もともとはブラウザを速くするための技術でした。ところが2026年のいま、話題の中心はブラウザの外に移っています。サーバーで動かす、エッジで動かす、コンテナの代わりに使う——そんな文脈で名前が出てくるのです。

「また新しい流行りものか」と身構えたくなる気持ち、よく分かります。

でも、これはインフラエンジニアが一度は理解しておいて損のない動きです。今日は、WebAssembly(略して Wasm)がなぜサーバー側で注目されているのかを、コンテナと比べながら、できるだけ噛み砕いて整理してみます。

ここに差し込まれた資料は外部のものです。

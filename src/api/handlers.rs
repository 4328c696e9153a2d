use axum::Json;
use axum::extract::{Path, State};
use axum::http::StatusCode;
use uuid::Uuid;

use crate::api::currency::{format_amount, parse_amount};
use crate::api::dto::{
    AccountResponse, AsyncTransferResponse, AsyncTransferStatusResponse, CreateAccountRequest,
    HealthResponse, TransactionResponse, TransferRequest,
};
use crate::api::error::ApiError;
use crate::api::state::AppState;

#[utoipa::path(get, path = "/health", responses((status = 200, body = HealthResponse)))]
pub async fn health_check(State(state): State<AppState>) -> Result<Json<HealthResponse>, ApiError> {
    state.db.health_check().await.map_err(crate::error::TransferError::from)?;
    Ok(Json(HealthResponse { status: "ok" }))
}

#[utoipa::path(
    post,
    path = "/accounts",
    request_body = CreateAccountRequest,
    responses((status = 201, body = AccountResponse))
)]
pub async fn create_account(
    State(state): State<AppState>,
    Json(req): Json<CreateAccountRequest>,
) -> Result<(StatusCode, Json<AccountResponse>), ApiError> {
    let initial_balance = parse_amount(&req.initial_balance)?;
    let account = state
        .service
        .create_account(req.account_id, initial_balance)
        .await?;

    tracing::info!(account_id = account.account_id, "account created");
    Ok((
        StatusCode::CREATED,
        Json(AccountResponse {
            account_id: account.account_id,
            balance: format_amount(account.balance),
        }),
    ))
}

#[utoipa::path(
    get,
    path = "/accounts/{account_id}",
    params(("account_id" = i64, Path)),
    responses((status = 200, body = AccountResponse))
)]
pub async fn get_account(
    State(state): State<AppState>,
    Path(account_id): Path<i64>,
) -> Result<Json<AccountResponse>, ApiError> {
    let account = state.service.get_account(account_id).await?;
    Ok(Json(AccountResponse {
        account_id: account.account_id,
        balance: format_amount(account.balance),
    }))
}

#[utoipa::path(
    post,
    path = "/transactions",
    request_body = TransferRequest,
    responses((status = 200, body = TransactionResponse))
)]
pub async fn create_transaction(
    State(state): State<AppState>,
    Json(req): Json<TransferRequest>,
) -> Result<(StatusCode, Json<TransactionResponse>), ApiError> {
    let amount = parse_amount(&req.amount)?;
    let txn = state
        .service
        .transfer(req.from, req.to, amount, &state.shutdown)
        .await?;

    tracing::info!(transfer_id = %txn.id, from = req.from, to = req.to, "transfer completed");
    Ok((
        StatusCode::OK,
        Json(TransactionResponse {
            id: txn.id,
            source_account_id: txn.source_account_id,
            destination_account_id: txn.destination_account_id,
            amount: format_amount(txn.amount),
            created_at: txn.created_at,
        }),
    ))
}

#[utoipa::path(
    post,
    path = "/async-transactions",
    request_body = TransferRequest,
    responses((status = 202, body = AsyncTransferResponse))
)]
pub async fn create_async_transaction(
    State(state): State<AppState>,
    Json(req): Json<TransferRequest>,
) -> Result<(StatusCode, Json<AsyncTransferResponse>), ApiError> {
    let amount = parse_amount(&req.amount)?;
    let id = state.service.submit_transfer(req.from, req.to, amount).await?;

    tracing::info!(transfer_id = %id, "async transfer submitted");
    Ok((
        StatusCode::ACCEPTED,
        Json(AsyncTransferResponse {
            transaction_id: id,
            status: "pending".to_string(),
        }),
    ))
}

#[utoipa::path(
    get,
    path = "/async-transactions/{id}/status",
    params(("id" = Uuid, Path)),
    responses((status = 200, body = AsyncTransferStatusResponse))
)]
pub async fn get_async_transaction_status(
    State(state): State<AppState>,
    Path(id): Path<Uuid>,
) -> Result<Json<AsyncTransferStatusResponse>, ApiError> {
    let record = state.service.get_status(id).await?;
    Ok(Json(AsyncTransferStatusResponse {
        id: record.id,
        from_account: record.from_account,
        to_account: record.to_account,
        amount: format_amount(record.amount),
        status: record.status.as_str().to_string(),
        error: record.error,
        created_at: record.created_at,
        updated_at: record.updated_at,
    }))
}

WebAssembly(Wasm)って、そもそも何だろう?

まずは正体からいきましょう。名前は聞くけれど中身はよく分からない、という人が多い技術です。

ブラウザで生まれた「小さくて速い実行形式」

WebAssembly は、プログラムを ブラウザ上でネイティブに近い速さで動かすための、コンパクトなバイナリ形式 です。

JavaScript だけでは重かった処理——動画編集、3Dゲーム、画像処理といった重量級の計算を、ブラウザの中でサクサク動かすために生まれました。

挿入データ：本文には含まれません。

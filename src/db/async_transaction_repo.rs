use async_trait::async_trait;
use chrono::{DateTime, Utc};
use sqlx::PgPool;
use sqlx::Row;
use uuid::Uuid;

use crate::domain::{AsyncTransaction, TxStatus};
use crate::error::TransferError;
use crate::ports::AsyncTransactionRepository;

pub struct PgAsyncTransactionRepository {
    pool: PgPool,
}

impl PgAsyncTransactionRepository {
    pub fn new(pool: PgPool) -> Self {
        Self { pool }
    }
}

#[async_trait]
impl AsyncTransactionRepository for PgAsyncTransactionRepository {
    async fn create(&self, txn: &AsyncTransaction) -> Result<(), TransferError> {
        sqlx::query(
            "INSERT INTO async_transactions
                (id, from_account, to_account, amount, status, error, created_at, updated_at)
             VALUES ($1, $2, $3, $4, $5, $6, $7, $8)",
        )
        .bind(txn.id)
        .bind(txn.from_account)
        .bind(txn.to_account)
        .bind(txn.amount)
        .bind(txn.status.as_str())
        .bind(&txn.error)
        .bind(txn.created_at)
        .bind(txn.updated_at)
        .execute(&self.pool)
        .await?;
        Ok(())
    }

    async fn get_by_id(&self, id: Uuid) -> Result<AsyncTransaction, TransferError> {
        let row = sqlx::query(
            "SELECT id, from_account, to_account, amount, status, error, created_at, updated_at
             FROM async_transactions WHERE id = $1",
        )
        .bind(id)
        .fetch_optional(&self.pool)
        .await?
        .ok_or(TransferError::TransactionNotFound)?;

        row_to_async_transaction(&row)
    }

    async fn update_status(
        &self,
        id: Uuid,
        status: TxStatus,
        error: Option<String>,
        now: DateTime<Utc>,
    ) -> Result<(), TransferError> {
        let result = sqlx::query(
            "UPDATE async_transactions SET status = $1, error = $2, updated_at = $3
             WHERE id = $4",
        )
        .bind(status.as_str())
        .bind(error)
        .bind(now)
        .bind(id)
        .execute(&self.pool)
        .await?;

        if result.rows_affected() == 0 {
            return Err(TransferError::TransactionNotFound);
        }
        Ok(())
    }
}

fn row_to_async_transaction(row: &sqlx::postgres::PgRow) -> Result<AsyncTransaction, TransferError> {
    let status: String = row.get("status");
    let status: TxStatus = status
        .parse()
        .map_err(|e: String| TransferError::Internal(e))?;

    Ok(AsyncTransaction {
        id: row.get("id"),
        from_account: row.get("from_account"),
        to_account: row.get("to_account"),
        amount: row.get("amount"),
        status,
        error: row.get("error"),
        created_at: row.get("created_at"),
        updated_at: row.get("updated_at"),
    })
}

イメージしにくいですよね。身近なたとえで言うと、Wasm は「どの国でも通じる共通語に翻訳された説明書」のようなものです。

C、Rust、Go、C#といったさまざまな言語で書いたプログラムを、いったん .wasm という共通のバイナリに翻訳しておく。すると、その .wasm を実行できる環境さえあれば、どこでも同じように動く、という仕組みです。

もう一つ大事な性質があります。Wasm は生まれつき サンドボックス(隔離された箱)の中で動く ように設計されている点です。プログラムは、明示的に許可されない限り、ファイルにもネットワークにも勝手に触れません。ブラウザで「知らないサイトのコードを安全に動かす」ために、この隔離は最初から前提になっていました。

ブラウザの外に出た、という2026年の変化

ではなぜ、いまサーバー側なのでしょうか。

きっかけの一つが、標準化の前進です。2025年9月、WebAssembly の仕様が 3.0 として正式にまとまりました。ガベージコレクション、例外処理、64ビットメモリといった、本格的なアプリケーションに必要な機能がそろってきたのです。

これは地味に大きな出来事です。ブラウザで軽く動かすだけなら最小限の機能で足りましたが、サーバーで本格的なアプリを動かすには、メモリ管理やエラー処理といった「当たり前の道具」が欠かせません。3.0でその土台がそろった、と考えると腑に落ちます。

さらに、ブラウザの外で Wasm を動かすための約束事である WASI(WebAssembly System Interface)が整備され、「コンポーネントモデル」という仕組みで、異なる言語で書いた部品を組み合わせられるようになってきました。RustとGoで書いた部品を、まるでレゴブロックのように組み合わせる——そんな世界が近づいているのです。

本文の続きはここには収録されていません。